今年も「青森ねぶた祭り」が始まりました。8月2日から7日までの、正味6日間の短い夏祭りです。言うまでもなく、ねぶたのだいご味は市中を練り歩く正式な運行にあります。しかし、見物席からはねぶたが遠く、私の「貧乏カメラ」には収まらないと言う制約があります。その点、8月1日に行われた前夜祭では、間近でねぶたが見られ、案内人のデジカメにもその雄姿を十分収めることができました。

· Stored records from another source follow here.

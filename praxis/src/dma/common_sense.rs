//! The Common-Sense DMA: plausibility vetting.

use serde::{Deserialize, Serialize};
use serde_json::json;

use crate::config::RetryConfig;
use crate::llm::{LlmClient, LlmError, ResourceUsage, ResponseSchema, call_typed, with_retry};
use crate::message::ChatMessage;

use super::DmaInput;

/// Result of the common-sense evaluation.
#[derive(Clone, Debug, PartialEq, Serialize, Deserialize)]
pub struct CommonSenseAssessment {
    /// Plausibility in `[0, 1]`: how well the thought squares with everyday
    /// physical and social reality.
    pub plausibility_score: f64,
    /// Short tags for anything implausible (e.g. `"physics_violation"`).
    #[serde(default)]
    pub flags: Vec<String>,
    /// Free-text reasoning.
    pub reasoning: String,
}

impl CommonSenseAssessment {
    /// Whether the assessment raised no flags.
    #[must_use]
    pub fn is_clean(&self) -> bool {
        self.flags.is_empty()
    }
}

/// The common-sense evaluation faculty.
#[derive(Clone, Debug, Default)]
pub struct CommonSenseDma;

impl CommonSenseDma {
    /// Name used for prompt overrides and failure attribution.
    pub const NAME: &'static str = "common_sense";

    fn response_schema() -> ResponseSchema {
        ResponseSchema::new(
            "common_sense_assessment",
            json!({
                "type": "object",
                "properties": {
                    "plausibility_score": {"type": "number", "minimum": 0.0, "maximum": 1.0},
                    "flags": {"type": "array", "items": {"type": "string"}},
                    "reasoning": {"type": "string"}
                },
                "required": ["plausibility_score", "reasoning"]
            }),
        )
    }

    fn messages(&self, input: &DmaInput) -> Vec<ChatMessage> {
        let system = input.prompt_override(Self::NAME).map_or_else(
            || {
                format!(
                    "You are the common-sense evaluation faculty of the agent \
                     '{}'. Judge whether the thought is plausible given \
                     everyday physical and social reality. Flag anything \
                     implausible with short tags.",
                    input.agent_name
                )
            },
            str::to_string,
        );
        vec![
            ChatMessage::system(&system),
            ChatMessage::user(&format!(
                "Task: {}\nThought: {}",
                input.task.description, input.thought.content
            )),
        ]
    }

    /// Run the evaluation with bounded retries.
    ///
    /// # Errors
    ///
    /// Returns the final [`LlmError`] once retries are exhausted.
    pub async fn evaluate(
        &self,
        input: &DmaInput,
        llm: &dyn LlmClient,
        retry: &RetryConfig,
        max_tokens: u32,
    ) -> Result<(CommonSenseAssessment, ResourceUsage), LlmError> {
        let messages = self.messages(input);
        with_retry(retry, || {
            call_typed(
                llm,
                messages.clone(),
                Self::response_schema(),
                max_tokens,
                0.0,
            )
        })
        .await
    }
}

#[cfg(test)]
mod tests {
    use super::*;

    #[test]
    fn assessment_parses_from_provider_json() {
        let value = serde_json::json!({
            "plausibility_score": 0.95,
            "flags": [],
            "reasoning": "an ordinary greeting"
        });
        let parsed: CommonSenseAssessment = serde_json::from_value(value).unwrap();
        assert!(parsed.is_clean());
        assert!(parsed.plausibility_score > 0.9);
    }
}
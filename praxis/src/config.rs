//! Engine configuration and agent profiles.
//!
//! Process-wide tunables (guardrail thresholds, ponder cap, adaptation
//! ceiling, database paths, loop cadences) live in [`EngineConfig`] with
//! sane defaults and environment overrides. The agent *profile* is a YAML
//! file selecting the domain-specific DMA, the display name, and action
//! prompt overrides.

use std::collections::HashMap;
use std::path::{Path, PathBuf};
use std::time::Duration;

use miette::Diagnostic;
use serde::{Deserialize, Serialize};
use thiserror::Error;

// ============================================================================
// Errors
// ============================================================================

/// Errors raised while loading configuration or profiles.
#[derive(Debug, Error, Diagnostic)]
pub enum ConfigError {
    /// Profile file could not be read.
    #[error("failed to read profile {path}: {source}")]
    #[diagnostic(code(praxis::config::profile_io))]
    ProfileIo {
        /// Path that failed.
        path: PathBuf,
        /// Underlying IO error.
        #[source]
        source: std::io::Error,
    },

    /// Profile file was not valid YAML for the profile schema.
    #[error("invalid profile {path}: {source}")]
    #[diagnostic(
        code(praxis::config::profile_parse),
        help("Check the profile YAML against the AgentProfile schema.")
    )]
    ProfileParse {
        /// Path that failed.
        path: PathBuf,
        /// Underlying parse error.
        #[source]
        source: serde_yaml::Error,
    },

    /// An environment override had an unparsable value.
    #[error("invalid value for {var}: {value}")]
    #[diagnostic(code(praxis::config::env_override))]
    InvalidEnvValue {
        /// Environment variable name.
        var: &'static str,
        /// Rejected value.
        value: String,
    },
}

// ============================================================================
// Guardrail thresholds
// ============================================================================

/// Thresholds applied by the guardrail stack.
#[derive(Clone, Debug, PartialEq, Serialize, Deserialize)]
pub struct GuardrailConfig {
    /// Maximum tolerated entropy of communicative output. Default 0.40.
    pub entropy_threshold: f64,
    /// Minimum required coherence of communicative output. Default 0.80.
    pub coherence_threshold: f64,
    /// Entropy-reduction ratio at or above which the optimization veto
    /// fires. Default 10.0.
    pub optimization_veto_ratio: f64,
}

impl Default for GuardrailConfig {
    fn default() -> Self {
        Self {
            entropy_threshold: 0.40,
            coherence_threshold: 0.80,
            optimization_veto_ratio: 10.0,
        }
    }
}

// ============================================================================
// Adaptation configuration
// ============================================================================

/// Bounds and cadence of the self-adaptation loop.
#[derive(Clone, Debug, PartialEq, Serialize, Deserialize)]
pub struct AdaptationConfig {
    /// Ceiling on cumulative weighted variance from the identity baseline,
    /// as a percentage. Default 20.0.
    pub variance_ceiling_percent: f64,
    /// Hours between adaptation cycles. Default 6.
    pub cycle_interval_hours: u64,
    /// Settle period before measuring a change's effect, in minutes.
    /// Default 30.
    pub settle_minutes: u64,
}

impl Default for AdaptationConfig {
    fn default() -> Self {
        Self {
            variance_ceiling_percent: 20.0,
            cycle_interval_hours: 6,
            settle_minutes: 30,
        }
    }
}

// ============================================================================
// Retry policy
// ============================================================================

/// Bounded retry policy for transient external failures.
#[derive(Clone, Debug, PartialEq, Eq, Serialize, Deserialize)]
pub struct RetryConfig {
    /// Maximum attempts, including the first. Default 3.
    pub max_attempts: u32,
    /// Base delay before the first retry, in milliseconds. Default 250.
    pub base_delay_ms: u64,
    /// Upper bound on any single delay, in milliseconds. Default 5000.
    pub max_delay_ms: u64,
}

impl Default for RetryConfig {
    fn default() -> Self {
        Self {
            max_attempts: 3,
            base_delay_ms: 250,
            max_delay_ms: 5000,
        }
    }
}

impl RetryConfig {
    /// Base delay as a [`Duration`].
    #[must_use]
    pub fn base_delay(&self) -> Duration {
        Duration::from_millis(self.base_delay_ms)
    }

    /// Maximum delay as a [`Duration`].
    #[must_use]
    pub fn max_delay(&self) -> Duration {
        Duration::from_millis(self.max_delay_ms)
    }
}

// ============================================================================
// Engine configuration
// ============================================================================

/// Process-wide engine configuration.
#[derive(Clone, Debug, PartialEq, Serialize, Deserialize)]
pub struct EngineConfig {
    /// Path of the engine database (tasks, thoughts, graph memory).
    pub engine_db: PathBuf,
    /// Path of the secrets database.
    pub secrets_db: PathBuf,
    /// Path of the audit database.
    pub audit_db: PathBuf,
    /// Directory of sequential `.sql` migrations for the engine database.
    pub migrations_dir: PathBuf,
    /// Maximum Ponder re-queues per thought. Default 7.
    pub ponder_cap: u32,
    /// Maximum thought depth along a parent chain. Default 7.
    pub max_thought_depth: u32,
    /// Guardrail thresholds.
    pub guardrails: GuardrailConfig,
    /// Adaptation loop bounds and cadence.
    pub adaptation: AdaptationConfig,
    /// Retry policy for transient external failures.
    pub retry: RetryConfig,
    /// Deadline applied to each external call, in seconds. Default 30.
    pub external_call_timeout_secs: u64,
    /// Default token budget for structured LLM calls.
    pub llm_max_tokens: u32,
    /// Default sampling temperature for structured LLM calls.
    pub llm_temperature: f32,
    /// Channel deferrals are escalated to. When unset, the transport's
    /// home channel is used.
    pub wa_channel_id: Option<String>,
}

impl Default for EngineConfig {
    fn default() -> Self {
        Self {
            engine_db: PathBuf::from("praxis_engine.db"),
            secrets_db: PathBuf::from("praxis_secrets.db"),
            audit_db: PathBuf::from("praxis_audit.db"),
            migrations_dir: PathBuf::from(concat!(env!("CARGO_MANIFEST_DIR"), "/migrations")),
            ponder_cap: 7,
            max_thought_depth: 7,
            guardrails: GuardrailConfig::default(),
            adaptation: AdaptationConfig::default(),
            retry: RetryConfig::default(),
            external_call_timeout_secs: 30,
            llm_max_tokens: 1024,
            llm_temperature: 0.0,
            wa_channel_id: None,
        }
    }
}

impl EngineConfig {
    /// External call deadline as a [`Duration`].
    #[must_use]
    pub fn external_call_timeout(&self) -> Duration {
        Duration::from_secs(self.external_call_timeout_secs)
    }

    /// Load defaults, then apply environment overrides.
    ///
    /// Reads `.env` via dotenvy first (missing file is fine), then honors:
    /// `PRAXIS_ENGINE_DB`, `PRAXIS_SECRETS_DB`, `PRAXIS_AUDIT_DB`,
    /// `PRAXIS_MIGRATIONS_DIR`, `PRAXIS_PONDER_CAP`,
    /// `PRAXIS_ENTROPY_THRESHOLD`, `PRAXIS_COHERENCE_THRESHOLD`,
    /// `PRAXIS_VARIANCE_CEILING`, `PRAXIS_WA_CHANNEL`.
    ///
    /// # Errors
    ///
    /// Returns [`ConfigError::InvalidEnvValue`] if a numeric override fails
    /// to parse.
    pub fn from_env() -> Result<Self, ConfigError> {
        let _ = dotenvy::dotenv();
        let mut config = Self::default();

        if let Ok(path) = std::env::var("PRAXIS_ENGINE_DB") {
            config.engine_db = PathBuf::from(path);
        }
        if let Ok(path) = std::env::var("PRAXIS_SECRETS_DB") {
            config.secrets_db = PathBuf::from(path);
        }
        if let Ok(path) = std::env::var("PRAXIS_AUDIT_DB") {
            config.audit_db = PathBuf::from(path);
        }
        if let Ok(path) = std::env::var("PRAXIS_MIGRATIONS_DIR") {
            config.migrations_dir = PathBuf::from(path);
        }
        if let Ok(value) = std::env::var("PRAXIS_PONDER_CAP") {
            config.ponder_cap = parse_env("PRAXIS_PONDER_CAP", &value)?;
        }
        if let Ok(value) = std::env::var("PRAXIS_ENTROPY_THRESHOLD") {
            config.guardrails.entropy_threshold = parse_env("PRAXIS_ENTROPY_THRESHOLD", &value)?;
        }
        if let Ok(value) = std::env::var("PRAXIS_COHERENCE_THRESHOLD") {
            config.guardrails.coherence_threshold =
                parse_env("PRAXIS_COHERENCE_THRESHOLD", &value)?;
        }
        if let Ok(value) = std::env::var("PRAXIS_VARIANCE_CEILING") {
            config.adaptation.variance_ceiling_percent =
                parse_env("PRAXIS_VARIANCE_CEILING", &value)?;
        }
        if let Ok(channel) = std::env::var("PRAXIS_WA_CHANNEL") {
            config.wa_channel_id = Some(channel);
        }

        Ok(config)
    }
}

fn parse_env<T: std::str::FromStr>(var: &'static str, value: &str) -> Result<T, ConfigError> {
    value.parse().map_err(|_| ConfigError::InvalidEnvValue {
        var,
        value: value.to_string(),
    })
}

// ============================================================================
// Agent profile
// ============================================================================

/// Selection of the domain-specific DMA and its construction arguments.
#[derive(Clone, Debug, PartialEq, Serialize, Deserialize)]
pub struct DomainDmaSpec {
    /// Registered DMA kind name (e.g. `"community"`, `"support"`,
    /// `"research"`).
    pub kind: String,
    /// Free-form construction arguments interpreted by the DMA constructor.
    #[serde(default)]
    pub args: serde_json::Value,
}

/// An agent profile loaded at startup.
#[derive(Clone, Debug, PartialEq, Serialize, Deserialize)]
pub struct AgentProfile {
    /// Display name of the agent.
    pub name: String,
    /// Domain-specific DMA selection.
    pub domain_dma: DomainDmaSpec,
    /// Per-action system-prompt overrides, keyed by action name.
    #[serde(default)]
    pub prompt_overrides: HashMap<String, String>,
}

impl AgentProfile {
    /// Load a profile from a YAML file.
    ///
    /// # Errors
    ///
    /// Returns [`ConfigError::ProfileIo`] or [`ConfigError::ProfileParse`].
    pub fn from_yaml_file(path: &Path) -> Result<Self, ConfigError> {
        let raw = std::fs::read_to_string(path).map_err(|source| ConfigError::ProfileIo {
            path: path.to_path_buf(),
            source,
        })?;
        serde_yaml::from_str(&raw).map_err(|source| ConfigError::ProfileParse {
            path: path.to_path_buf(),
            source,
        })
    }

    /// A minimal default profile used when no file is supplied.
    #[must_use]
    pub fn fallback() -> Self {
        Self {
            name: "praxis".to_string(),
            domain_dma: DomainDmaSpec {
                kind: "community".to_string(),
                args: serde_json::Value::Null,
            },
            prompt_overrides: HashMap::new(),
        }
    }
}

// ============================================================================
// Tests
// ============================================================================

#[cfg(test)]
mod tests {
    use super::*;

    #[test]
    fn defaults_match_specified_values() {
        let config = EngineConfig::default();
        assert!((config.guardrails.entropy_threshold - 0.40).abs() < f64::EPSILON);
        assert!((config.guardrails.coherence_threshold - 0.80).abs() < f64::EPSILON);
        assert!((config.guardrails.optimization_veto_ratio - 10.0).abs() < f64::EPSILON);
        assert_eq!(config.ponder_cap, 7);
        assert!((config.adaptation.variance_ceiling_percent - 20.0).abs() < f64::EPSILON);
        assert_eq!(config.retry.max_attempts, 3);
    }

    #[test]
    fn profile_parses_from_yaml() {
        let yaml = r#"
name: atlas
domain_dma:
  kind: support
  args:
    product: widgets
prompt_overrides:
  speak: "Answer briefly."
"#;
        let profile: AgentProfile = serde_yaml::from_str(yaml).unwrap();
        assert_eq!(profile.name, "atlas");
        assert_eq!(profile.domain_dma.kind, "support");
        assert_eq!(profile.prompt_overrides["speak"], "Answer briefly.");
    }
}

 23台の大型ねぶたの中でも、案内人の目を引きつけたのは竹浪比呂央さん制作の「縄文幻想」というねぶたです。その制作意図は「縄文時代晩期(今から約二三〇〇〜三〇〇〇年前)東北北部に極めて高度な技術を持った文化があった。亀ヶ岡文化といわれるものである。その中心である亀ヶ岡遺跡は、日本海岸七里長浜と津軽平野の間にある屏風山の一角をなす、青森県木造町舘岡丘陵に所在する。ここは江戸時代より知られており、元和(げんな)八年(一六二二年)津軽二代藩主信枚(のぶひら)公がこの地に築城を計画、工事を始めたところ多くの土器類が発見され、さらに「永禄日記」には瓶が多く出ることから「かめがおか」の地名の由来があると記されている。また、当時この珍しい出土品が江戸・長崎・遠くオランダにまで輸出されたという記録も残っている。この遺跡からは、漆塗りの装飾性の高い土器・石器・骨角器を始め、人々が生と死、病気やけが、天災などによる恐れや不安を解消すべく、呪術やまつりを行い(ねぶたの場面)その祭祀具の一つとされる土偶や土面も出土している。中でも容貌がイヌイットの日よけメガネに似ているところからその名がついたとされる「遮光器土偶」は学術上世界的にも著名である。華美な文様と精錬された芸術的な造型感覚、進んだ技術に裏打ちされた文化と呪術の根強い社会は、まさに約一万年をかけて発展した日本の縄文文化の到達点といえるのである。先人の高度な文化レベルを想像し、二十一世紀を迎えた今、我々も新たなエネルギーを世界に向けて発信してゆきたいものである。」

 作者の竹浪さんは、細かなところを調べれば調べるほど、色々な疑問がわいてきて、どんどんのめり込んでいったと語っていました。細かい時代考証はさておいて、ねぶたの最高賞と言われる「田村麻呂賞」に一押しです。


▲-ねぶた全景

▲-ねぶたアップ1

▲-ねぶたアップ2

▲-土面1

▲-土面2

▲-石刀

▲−耳飾り・首飾り

▲−垂れ飾り

▲−足飾り?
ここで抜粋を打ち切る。